══ Data supplied ══

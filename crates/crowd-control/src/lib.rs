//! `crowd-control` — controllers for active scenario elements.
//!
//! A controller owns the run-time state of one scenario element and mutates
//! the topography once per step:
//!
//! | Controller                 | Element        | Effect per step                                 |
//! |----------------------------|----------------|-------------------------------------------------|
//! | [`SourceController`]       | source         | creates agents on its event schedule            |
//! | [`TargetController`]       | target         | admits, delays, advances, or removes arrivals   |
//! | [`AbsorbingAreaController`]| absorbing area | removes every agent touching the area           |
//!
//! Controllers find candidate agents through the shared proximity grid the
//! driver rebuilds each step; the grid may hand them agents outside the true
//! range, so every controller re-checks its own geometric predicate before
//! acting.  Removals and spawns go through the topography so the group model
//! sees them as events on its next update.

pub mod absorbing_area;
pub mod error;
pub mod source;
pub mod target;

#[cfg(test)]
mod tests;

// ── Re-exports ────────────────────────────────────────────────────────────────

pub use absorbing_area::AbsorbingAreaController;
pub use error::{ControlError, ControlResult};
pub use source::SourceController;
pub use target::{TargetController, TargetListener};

═══
══ Data supplied ══

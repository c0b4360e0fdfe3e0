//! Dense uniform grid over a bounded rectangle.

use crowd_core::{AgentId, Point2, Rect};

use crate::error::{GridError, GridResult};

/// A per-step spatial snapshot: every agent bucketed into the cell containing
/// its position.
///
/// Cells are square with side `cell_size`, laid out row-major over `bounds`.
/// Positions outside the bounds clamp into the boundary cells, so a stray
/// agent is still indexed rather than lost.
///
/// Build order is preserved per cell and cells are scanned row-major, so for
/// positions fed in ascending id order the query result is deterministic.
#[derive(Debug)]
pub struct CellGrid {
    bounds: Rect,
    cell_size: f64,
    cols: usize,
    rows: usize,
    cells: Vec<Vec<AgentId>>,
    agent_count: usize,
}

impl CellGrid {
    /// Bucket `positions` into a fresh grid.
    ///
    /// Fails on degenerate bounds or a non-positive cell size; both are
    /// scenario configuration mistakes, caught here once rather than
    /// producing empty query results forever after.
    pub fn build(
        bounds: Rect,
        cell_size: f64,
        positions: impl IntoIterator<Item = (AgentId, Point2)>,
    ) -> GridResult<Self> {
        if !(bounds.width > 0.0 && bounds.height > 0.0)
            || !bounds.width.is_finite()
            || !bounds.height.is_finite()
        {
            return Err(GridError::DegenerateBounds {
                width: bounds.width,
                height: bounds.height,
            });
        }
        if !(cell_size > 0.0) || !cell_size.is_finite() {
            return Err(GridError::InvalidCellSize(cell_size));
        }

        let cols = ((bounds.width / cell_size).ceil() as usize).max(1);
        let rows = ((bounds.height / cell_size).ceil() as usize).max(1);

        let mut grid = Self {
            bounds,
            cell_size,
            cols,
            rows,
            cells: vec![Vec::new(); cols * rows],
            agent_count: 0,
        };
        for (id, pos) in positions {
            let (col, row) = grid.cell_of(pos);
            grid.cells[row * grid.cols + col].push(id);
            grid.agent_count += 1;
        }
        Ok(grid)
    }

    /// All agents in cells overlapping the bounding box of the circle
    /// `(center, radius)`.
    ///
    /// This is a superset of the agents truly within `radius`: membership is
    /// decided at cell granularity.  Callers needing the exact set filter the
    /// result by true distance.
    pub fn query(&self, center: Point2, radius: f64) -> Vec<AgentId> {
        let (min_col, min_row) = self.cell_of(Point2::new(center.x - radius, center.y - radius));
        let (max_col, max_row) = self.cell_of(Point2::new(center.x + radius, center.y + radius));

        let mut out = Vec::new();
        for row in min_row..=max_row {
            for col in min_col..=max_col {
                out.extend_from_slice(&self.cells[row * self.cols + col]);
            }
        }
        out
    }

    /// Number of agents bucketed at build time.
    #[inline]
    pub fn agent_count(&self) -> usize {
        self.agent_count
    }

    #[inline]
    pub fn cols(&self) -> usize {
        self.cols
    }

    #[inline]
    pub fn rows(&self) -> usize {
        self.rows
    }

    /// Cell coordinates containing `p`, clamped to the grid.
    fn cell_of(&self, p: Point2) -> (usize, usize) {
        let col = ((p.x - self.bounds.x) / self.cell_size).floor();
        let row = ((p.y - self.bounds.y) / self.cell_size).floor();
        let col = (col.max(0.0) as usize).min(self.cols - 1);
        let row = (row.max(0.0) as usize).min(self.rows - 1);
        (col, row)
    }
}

═══

| What needs to be done |
Run a filter over the data above and keep each line that contains the word "containing".

| Answer |
/// A per-step spatial snapshot: every agent bucketed into the cell containing
    /// Cell coordinates containing `p`, clamped to the grid.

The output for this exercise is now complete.